>>>

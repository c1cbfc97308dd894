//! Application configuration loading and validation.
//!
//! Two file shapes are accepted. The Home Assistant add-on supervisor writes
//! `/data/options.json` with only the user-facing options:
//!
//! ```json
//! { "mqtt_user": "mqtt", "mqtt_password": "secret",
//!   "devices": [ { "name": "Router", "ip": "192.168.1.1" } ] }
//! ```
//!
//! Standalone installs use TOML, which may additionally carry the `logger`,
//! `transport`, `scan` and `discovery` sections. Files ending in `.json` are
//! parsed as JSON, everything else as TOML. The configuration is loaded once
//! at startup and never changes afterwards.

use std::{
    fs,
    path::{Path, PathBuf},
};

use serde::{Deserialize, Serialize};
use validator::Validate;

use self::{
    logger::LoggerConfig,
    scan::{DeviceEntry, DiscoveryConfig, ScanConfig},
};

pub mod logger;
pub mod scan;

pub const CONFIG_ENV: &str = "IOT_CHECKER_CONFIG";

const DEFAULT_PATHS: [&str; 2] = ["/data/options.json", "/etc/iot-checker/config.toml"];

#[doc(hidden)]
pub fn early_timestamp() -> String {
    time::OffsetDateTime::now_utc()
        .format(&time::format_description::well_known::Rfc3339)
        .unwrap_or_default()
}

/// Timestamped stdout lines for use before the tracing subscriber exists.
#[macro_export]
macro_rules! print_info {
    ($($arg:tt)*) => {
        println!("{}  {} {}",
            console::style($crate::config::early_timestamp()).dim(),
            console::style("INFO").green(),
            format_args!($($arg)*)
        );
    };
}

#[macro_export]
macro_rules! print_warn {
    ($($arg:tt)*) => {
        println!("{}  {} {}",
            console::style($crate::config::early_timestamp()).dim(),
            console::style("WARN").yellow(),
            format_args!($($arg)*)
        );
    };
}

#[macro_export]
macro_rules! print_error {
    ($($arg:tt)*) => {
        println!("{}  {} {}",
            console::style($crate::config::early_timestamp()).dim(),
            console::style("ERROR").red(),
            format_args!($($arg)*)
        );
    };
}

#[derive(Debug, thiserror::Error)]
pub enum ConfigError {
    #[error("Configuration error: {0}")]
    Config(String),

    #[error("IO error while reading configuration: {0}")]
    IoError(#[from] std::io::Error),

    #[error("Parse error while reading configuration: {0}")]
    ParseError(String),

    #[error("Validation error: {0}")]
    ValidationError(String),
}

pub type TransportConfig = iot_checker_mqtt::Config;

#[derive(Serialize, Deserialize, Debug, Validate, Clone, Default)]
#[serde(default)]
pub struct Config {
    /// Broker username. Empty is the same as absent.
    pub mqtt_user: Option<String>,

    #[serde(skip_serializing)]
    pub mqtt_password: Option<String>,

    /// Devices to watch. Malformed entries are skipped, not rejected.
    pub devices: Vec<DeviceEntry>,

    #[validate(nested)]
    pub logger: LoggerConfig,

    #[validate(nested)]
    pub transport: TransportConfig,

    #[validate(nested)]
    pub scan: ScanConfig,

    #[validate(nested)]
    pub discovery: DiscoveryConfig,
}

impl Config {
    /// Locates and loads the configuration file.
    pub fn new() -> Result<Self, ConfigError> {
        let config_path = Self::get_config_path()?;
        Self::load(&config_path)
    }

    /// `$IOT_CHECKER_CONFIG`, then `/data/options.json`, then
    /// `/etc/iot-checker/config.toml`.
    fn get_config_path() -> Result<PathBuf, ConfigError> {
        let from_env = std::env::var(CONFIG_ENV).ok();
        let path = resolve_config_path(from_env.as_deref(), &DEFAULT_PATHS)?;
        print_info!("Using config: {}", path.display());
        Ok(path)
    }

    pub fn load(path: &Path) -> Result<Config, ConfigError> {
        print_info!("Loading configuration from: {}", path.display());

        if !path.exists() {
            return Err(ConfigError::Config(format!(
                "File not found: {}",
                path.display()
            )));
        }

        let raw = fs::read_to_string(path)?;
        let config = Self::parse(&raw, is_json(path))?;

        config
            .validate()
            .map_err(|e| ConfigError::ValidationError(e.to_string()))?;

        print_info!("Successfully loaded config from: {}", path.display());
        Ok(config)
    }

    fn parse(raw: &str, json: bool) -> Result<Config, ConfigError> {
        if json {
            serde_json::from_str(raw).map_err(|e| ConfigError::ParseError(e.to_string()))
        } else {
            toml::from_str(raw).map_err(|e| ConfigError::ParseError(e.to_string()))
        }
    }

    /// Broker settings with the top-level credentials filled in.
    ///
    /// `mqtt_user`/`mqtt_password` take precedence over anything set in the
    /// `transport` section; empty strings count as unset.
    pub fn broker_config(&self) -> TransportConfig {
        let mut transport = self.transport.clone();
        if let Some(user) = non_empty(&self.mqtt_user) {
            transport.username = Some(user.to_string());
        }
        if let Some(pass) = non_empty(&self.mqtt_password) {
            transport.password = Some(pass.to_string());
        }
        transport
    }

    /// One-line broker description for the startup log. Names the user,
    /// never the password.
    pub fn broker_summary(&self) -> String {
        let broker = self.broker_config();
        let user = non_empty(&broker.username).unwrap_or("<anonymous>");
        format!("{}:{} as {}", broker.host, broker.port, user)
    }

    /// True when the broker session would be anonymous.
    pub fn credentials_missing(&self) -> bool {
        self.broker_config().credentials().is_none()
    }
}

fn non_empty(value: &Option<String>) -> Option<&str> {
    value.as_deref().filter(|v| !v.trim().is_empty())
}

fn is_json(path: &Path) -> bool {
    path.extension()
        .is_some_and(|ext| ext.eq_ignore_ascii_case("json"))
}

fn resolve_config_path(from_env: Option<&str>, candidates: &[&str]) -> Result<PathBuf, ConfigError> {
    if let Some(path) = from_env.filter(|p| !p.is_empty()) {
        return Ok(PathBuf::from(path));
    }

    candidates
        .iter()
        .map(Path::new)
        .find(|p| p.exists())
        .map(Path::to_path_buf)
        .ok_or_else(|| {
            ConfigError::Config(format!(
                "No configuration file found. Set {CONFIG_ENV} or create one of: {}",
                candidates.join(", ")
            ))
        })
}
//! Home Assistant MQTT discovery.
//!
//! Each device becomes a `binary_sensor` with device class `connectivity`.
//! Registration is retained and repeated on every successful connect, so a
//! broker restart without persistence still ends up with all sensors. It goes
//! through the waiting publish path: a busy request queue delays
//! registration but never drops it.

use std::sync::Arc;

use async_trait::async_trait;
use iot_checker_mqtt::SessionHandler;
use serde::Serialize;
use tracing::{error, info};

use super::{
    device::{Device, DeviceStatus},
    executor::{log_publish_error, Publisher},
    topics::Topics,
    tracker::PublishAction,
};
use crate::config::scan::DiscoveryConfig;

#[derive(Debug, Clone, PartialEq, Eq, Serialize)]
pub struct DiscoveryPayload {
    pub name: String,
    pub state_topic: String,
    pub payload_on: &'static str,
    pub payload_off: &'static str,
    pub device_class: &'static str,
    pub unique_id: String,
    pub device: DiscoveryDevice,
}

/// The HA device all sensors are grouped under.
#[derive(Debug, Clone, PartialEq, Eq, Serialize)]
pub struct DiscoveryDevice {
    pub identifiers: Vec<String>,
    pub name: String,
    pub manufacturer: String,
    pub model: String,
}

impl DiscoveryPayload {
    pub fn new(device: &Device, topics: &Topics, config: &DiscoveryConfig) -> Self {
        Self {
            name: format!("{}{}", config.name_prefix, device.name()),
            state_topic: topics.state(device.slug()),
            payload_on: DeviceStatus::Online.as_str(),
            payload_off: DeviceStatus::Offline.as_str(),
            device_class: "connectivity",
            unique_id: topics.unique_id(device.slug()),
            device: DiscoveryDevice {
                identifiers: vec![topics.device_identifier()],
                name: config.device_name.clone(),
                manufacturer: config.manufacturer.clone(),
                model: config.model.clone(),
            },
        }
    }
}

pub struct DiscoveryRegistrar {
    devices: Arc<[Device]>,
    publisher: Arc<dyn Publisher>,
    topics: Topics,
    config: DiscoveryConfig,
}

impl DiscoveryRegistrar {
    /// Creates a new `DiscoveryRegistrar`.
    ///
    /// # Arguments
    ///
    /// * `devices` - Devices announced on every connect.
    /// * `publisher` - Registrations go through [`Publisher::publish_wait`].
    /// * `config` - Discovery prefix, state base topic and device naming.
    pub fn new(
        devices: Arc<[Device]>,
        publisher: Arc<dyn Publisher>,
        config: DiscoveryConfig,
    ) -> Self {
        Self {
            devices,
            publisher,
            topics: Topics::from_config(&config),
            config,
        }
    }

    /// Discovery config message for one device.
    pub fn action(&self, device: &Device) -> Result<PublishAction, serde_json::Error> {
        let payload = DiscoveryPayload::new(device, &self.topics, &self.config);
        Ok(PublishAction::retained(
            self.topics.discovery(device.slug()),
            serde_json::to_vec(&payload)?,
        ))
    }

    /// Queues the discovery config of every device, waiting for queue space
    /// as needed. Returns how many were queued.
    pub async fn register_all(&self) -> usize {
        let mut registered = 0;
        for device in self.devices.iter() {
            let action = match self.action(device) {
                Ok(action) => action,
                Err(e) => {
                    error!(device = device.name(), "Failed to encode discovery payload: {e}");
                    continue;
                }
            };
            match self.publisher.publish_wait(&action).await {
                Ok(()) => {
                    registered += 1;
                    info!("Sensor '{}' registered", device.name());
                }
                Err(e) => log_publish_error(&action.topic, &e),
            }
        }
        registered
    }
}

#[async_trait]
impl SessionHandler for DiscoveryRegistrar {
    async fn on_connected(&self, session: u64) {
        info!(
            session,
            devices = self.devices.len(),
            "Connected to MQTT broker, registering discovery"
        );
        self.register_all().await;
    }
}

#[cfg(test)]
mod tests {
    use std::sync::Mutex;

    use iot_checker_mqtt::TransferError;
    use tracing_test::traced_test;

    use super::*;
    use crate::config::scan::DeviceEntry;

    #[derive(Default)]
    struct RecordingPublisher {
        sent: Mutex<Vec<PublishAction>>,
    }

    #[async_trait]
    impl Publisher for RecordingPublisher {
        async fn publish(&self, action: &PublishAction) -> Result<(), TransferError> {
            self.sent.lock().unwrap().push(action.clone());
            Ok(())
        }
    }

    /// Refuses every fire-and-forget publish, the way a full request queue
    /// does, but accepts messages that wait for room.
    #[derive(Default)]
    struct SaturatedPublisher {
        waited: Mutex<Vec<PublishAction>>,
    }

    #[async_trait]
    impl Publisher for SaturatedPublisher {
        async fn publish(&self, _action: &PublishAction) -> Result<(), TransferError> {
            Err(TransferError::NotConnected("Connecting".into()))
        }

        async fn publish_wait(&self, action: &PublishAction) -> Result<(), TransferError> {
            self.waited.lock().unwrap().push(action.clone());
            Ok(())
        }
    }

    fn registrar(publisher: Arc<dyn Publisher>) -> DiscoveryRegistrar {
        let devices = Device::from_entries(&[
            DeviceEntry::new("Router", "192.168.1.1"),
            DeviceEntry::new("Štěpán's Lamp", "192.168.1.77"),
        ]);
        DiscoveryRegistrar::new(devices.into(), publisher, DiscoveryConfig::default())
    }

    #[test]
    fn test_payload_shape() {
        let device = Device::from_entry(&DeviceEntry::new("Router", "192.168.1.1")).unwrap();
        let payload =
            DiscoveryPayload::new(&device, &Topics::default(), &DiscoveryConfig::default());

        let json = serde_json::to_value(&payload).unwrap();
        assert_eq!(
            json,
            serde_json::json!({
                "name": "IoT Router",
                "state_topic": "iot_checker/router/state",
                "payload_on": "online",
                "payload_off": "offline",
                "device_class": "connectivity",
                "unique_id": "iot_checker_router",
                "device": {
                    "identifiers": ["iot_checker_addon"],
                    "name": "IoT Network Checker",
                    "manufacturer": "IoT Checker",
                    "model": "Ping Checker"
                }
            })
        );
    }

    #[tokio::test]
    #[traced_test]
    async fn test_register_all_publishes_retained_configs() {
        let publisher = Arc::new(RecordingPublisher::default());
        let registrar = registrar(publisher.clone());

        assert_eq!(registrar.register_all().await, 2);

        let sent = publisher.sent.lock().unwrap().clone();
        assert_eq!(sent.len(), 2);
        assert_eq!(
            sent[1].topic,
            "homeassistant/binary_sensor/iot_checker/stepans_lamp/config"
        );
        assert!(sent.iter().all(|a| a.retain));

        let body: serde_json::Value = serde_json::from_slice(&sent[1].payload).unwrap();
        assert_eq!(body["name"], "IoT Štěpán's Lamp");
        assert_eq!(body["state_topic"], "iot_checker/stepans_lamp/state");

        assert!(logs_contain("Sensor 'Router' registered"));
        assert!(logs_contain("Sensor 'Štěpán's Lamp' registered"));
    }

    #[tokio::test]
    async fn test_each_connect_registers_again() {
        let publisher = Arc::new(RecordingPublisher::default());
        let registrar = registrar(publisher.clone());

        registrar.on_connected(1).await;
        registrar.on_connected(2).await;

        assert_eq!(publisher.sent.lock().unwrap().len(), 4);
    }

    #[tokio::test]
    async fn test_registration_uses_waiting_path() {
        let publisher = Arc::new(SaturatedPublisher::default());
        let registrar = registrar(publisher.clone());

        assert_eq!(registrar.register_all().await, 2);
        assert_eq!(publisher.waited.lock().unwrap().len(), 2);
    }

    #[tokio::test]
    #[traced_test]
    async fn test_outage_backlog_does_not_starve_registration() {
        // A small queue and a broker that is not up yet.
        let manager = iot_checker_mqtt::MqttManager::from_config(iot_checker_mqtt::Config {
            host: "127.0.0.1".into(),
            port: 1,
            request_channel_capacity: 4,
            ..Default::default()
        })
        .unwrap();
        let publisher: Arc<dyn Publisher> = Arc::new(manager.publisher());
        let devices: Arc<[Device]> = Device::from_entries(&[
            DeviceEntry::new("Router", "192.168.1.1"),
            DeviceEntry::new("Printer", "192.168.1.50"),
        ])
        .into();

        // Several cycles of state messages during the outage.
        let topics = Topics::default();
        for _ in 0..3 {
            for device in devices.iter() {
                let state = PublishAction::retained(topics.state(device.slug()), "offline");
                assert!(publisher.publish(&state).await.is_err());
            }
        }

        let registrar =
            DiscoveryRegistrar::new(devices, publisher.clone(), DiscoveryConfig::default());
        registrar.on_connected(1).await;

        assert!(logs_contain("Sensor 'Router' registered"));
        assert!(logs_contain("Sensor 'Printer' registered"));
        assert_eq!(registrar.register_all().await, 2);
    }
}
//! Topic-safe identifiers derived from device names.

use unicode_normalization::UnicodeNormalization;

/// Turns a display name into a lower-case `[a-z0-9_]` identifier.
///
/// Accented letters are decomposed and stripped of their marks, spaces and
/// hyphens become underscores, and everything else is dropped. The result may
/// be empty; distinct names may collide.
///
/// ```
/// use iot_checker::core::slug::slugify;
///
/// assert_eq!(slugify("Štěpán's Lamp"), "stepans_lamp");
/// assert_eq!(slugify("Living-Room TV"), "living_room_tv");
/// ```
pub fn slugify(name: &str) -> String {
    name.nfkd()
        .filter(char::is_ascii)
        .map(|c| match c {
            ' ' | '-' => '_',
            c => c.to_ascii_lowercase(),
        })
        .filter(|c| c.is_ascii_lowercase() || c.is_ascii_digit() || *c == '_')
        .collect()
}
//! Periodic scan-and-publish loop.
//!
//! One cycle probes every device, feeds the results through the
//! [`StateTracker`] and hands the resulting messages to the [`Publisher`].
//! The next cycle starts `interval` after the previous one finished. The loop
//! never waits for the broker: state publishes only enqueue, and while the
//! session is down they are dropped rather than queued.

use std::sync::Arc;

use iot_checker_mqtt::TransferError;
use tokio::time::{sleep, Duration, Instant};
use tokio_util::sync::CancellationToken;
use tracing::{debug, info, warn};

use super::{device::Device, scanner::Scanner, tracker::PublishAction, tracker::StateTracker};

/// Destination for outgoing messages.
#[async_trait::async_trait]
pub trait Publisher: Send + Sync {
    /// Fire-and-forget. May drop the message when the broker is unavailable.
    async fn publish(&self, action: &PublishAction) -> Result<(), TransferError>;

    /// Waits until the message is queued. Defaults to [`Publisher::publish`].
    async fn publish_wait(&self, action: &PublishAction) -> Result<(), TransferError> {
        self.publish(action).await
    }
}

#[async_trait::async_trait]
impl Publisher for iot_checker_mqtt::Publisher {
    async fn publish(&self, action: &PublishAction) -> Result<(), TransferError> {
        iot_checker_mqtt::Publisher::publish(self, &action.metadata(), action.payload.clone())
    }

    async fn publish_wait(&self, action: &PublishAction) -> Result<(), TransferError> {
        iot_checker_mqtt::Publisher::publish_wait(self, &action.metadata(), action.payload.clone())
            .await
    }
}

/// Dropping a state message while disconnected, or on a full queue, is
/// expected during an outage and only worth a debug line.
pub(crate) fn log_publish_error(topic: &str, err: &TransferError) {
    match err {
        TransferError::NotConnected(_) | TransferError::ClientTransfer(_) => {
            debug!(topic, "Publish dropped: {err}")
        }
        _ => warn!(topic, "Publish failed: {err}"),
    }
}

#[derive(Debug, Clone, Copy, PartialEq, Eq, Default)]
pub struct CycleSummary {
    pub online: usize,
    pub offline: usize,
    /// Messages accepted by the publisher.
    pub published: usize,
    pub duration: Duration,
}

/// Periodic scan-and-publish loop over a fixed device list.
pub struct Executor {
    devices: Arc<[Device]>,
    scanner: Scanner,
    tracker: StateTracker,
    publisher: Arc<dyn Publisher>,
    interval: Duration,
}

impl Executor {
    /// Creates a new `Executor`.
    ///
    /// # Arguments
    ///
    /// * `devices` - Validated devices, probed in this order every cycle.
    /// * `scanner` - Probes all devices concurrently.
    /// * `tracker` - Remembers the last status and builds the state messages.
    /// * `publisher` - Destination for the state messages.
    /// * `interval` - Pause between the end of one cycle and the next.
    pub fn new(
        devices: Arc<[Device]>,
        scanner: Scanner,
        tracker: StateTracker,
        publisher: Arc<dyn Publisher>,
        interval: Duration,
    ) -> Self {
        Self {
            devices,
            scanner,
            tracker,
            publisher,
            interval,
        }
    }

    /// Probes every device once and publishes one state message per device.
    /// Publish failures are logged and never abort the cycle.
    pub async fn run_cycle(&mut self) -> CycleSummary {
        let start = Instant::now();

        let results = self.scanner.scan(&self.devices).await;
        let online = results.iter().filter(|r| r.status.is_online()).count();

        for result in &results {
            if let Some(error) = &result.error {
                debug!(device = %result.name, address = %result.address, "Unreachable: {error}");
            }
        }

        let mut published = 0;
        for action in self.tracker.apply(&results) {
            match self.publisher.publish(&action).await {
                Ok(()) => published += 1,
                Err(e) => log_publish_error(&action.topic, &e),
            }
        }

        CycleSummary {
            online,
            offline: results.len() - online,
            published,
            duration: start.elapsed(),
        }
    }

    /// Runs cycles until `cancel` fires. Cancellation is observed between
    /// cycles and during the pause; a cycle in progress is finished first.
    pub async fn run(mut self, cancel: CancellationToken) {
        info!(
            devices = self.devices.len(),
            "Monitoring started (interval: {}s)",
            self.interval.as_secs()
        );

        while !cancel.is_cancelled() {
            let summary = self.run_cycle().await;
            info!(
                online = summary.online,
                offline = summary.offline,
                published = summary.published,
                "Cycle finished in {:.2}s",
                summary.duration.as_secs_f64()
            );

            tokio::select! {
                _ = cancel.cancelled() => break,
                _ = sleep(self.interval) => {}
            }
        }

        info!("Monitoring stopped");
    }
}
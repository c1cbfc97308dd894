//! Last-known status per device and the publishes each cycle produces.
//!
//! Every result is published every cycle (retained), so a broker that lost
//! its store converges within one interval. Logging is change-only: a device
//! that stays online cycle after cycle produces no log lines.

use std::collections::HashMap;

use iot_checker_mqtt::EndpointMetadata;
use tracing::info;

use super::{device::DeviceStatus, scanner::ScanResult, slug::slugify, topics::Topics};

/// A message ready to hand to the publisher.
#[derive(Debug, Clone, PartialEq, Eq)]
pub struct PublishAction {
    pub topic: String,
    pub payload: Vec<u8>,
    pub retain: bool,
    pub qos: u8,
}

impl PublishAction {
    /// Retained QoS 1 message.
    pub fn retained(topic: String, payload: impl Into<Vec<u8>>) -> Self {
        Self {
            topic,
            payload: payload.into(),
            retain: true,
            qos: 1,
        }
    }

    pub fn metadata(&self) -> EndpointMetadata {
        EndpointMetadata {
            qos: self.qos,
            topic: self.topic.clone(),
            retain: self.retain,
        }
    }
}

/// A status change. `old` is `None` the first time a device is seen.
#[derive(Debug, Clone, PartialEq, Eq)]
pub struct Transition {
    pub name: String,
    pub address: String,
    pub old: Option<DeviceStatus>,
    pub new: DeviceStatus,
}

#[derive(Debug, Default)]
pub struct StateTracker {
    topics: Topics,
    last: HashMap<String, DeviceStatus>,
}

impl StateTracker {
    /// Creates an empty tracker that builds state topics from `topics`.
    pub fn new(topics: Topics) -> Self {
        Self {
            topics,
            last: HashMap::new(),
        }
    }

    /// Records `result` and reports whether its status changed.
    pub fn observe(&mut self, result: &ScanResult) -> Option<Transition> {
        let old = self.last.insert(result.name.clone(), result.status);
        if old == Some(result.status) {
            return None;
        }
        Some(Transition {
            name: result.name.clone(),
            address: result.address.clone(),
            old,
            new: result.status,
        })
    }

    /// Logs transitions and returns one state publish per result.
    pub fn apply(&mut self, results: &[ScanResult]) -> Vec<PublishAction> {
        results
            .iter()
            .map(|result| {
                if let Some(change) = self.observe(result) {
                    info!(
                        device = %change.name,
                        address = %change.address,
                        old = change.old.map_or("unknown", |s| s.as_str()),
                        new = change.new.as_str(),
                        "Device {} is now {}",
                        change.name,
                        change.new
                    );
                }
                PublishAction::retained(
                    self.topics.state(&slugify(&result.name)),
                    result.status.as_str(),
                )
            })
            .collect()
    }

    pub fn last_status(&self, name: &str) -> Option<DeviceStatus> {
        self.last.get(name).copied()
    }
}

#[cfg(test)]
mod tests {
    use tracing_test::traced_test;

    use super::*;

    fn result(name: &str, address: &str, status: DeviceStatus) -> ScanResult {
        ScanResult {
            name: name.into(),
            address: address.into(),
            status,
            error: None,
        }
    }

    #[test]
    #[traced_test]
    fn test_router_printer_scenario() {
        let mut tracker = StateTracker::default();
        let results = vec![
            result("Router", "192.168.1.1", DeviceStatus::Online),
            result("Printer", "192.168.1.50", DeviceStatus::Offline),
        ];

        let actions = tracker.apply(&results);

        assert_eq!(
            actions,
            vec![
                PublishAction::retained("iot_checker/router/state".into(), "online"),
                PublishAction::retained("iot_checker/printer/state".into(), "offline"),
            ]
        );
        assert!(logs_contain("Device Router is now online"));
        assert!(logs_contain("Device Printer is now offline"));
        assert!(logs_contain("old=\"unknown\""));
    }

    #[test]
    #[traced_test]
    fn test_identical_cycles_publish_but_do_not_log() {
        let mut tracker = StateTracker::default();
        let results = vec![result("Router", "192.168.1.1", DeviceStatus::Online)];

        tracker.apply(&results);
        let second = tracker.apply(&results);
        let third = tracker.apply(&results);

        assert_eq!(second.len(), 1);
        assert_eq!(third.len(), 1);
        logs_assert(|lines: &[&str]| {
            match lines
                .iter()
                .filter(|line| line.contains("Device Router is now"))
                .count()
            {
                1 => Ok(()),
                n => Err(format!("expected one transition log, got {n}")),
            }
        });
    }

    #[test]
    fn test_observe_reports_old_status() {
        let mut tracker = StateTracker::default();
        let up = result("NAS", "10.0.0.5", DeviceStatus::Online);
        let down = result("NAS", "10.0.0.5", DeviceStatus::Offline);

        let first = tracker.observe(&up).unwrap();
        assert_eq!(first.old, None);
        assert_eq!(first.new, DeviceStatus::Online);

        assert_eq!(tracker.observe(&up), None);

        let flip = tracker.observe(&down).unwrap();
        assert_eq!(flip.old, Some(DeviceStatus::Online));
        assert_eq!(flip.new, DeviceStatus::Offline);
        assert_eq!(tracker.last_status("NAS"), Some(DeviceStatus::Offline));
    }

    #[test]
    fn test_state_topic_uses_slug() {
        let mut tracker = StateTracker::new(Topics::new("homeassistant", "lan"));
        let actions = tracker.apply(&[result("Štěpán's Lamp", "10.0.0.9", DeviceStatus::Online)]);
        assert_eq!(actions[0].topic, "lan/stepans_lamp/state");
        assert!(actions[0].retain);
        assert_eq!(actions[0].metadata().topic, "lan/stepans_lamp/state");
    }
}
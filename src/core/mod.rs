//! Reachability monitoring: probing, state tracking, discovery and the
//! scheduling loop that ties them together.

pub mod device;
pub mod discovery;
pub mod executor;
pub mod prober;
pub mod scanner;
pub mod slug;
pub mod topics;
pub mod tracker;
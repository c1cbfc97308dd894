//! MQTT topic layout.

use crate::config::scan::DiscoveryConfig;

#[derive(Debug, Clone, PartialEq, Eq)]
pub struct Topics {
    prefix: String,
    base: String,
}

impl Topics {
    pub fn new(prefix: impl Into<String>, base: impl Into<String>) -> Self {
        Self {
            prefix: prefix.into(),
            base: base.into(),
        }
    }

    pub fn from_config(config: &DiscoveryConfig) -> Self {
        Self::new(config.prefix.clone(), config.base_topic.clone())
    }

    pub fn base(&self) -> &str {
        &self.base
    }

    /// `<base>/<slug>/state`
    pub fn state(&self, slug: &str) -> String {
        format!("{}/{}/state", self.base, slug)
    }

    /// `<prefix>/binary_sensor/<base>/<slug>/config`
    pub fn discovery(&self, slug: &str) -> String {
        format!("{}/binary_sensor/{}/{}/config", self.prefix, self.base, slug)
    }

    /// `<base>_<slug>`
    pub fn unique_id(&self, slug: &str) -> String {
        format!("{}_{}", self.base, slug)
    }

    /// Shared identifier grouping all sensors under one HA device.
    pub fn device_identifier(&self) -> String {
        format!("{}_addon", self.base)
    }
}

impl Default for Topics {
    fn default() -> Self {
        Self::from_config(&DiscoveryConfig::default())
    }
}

<<<

Task description -> Every line in the data above that contains the word "everything" should be copied.

Response to this exercise ->
//! parsed as JSON, everything else as TOML. The configuration is loaded once
/// hyphens become underscores, and everything else is dropped. The result may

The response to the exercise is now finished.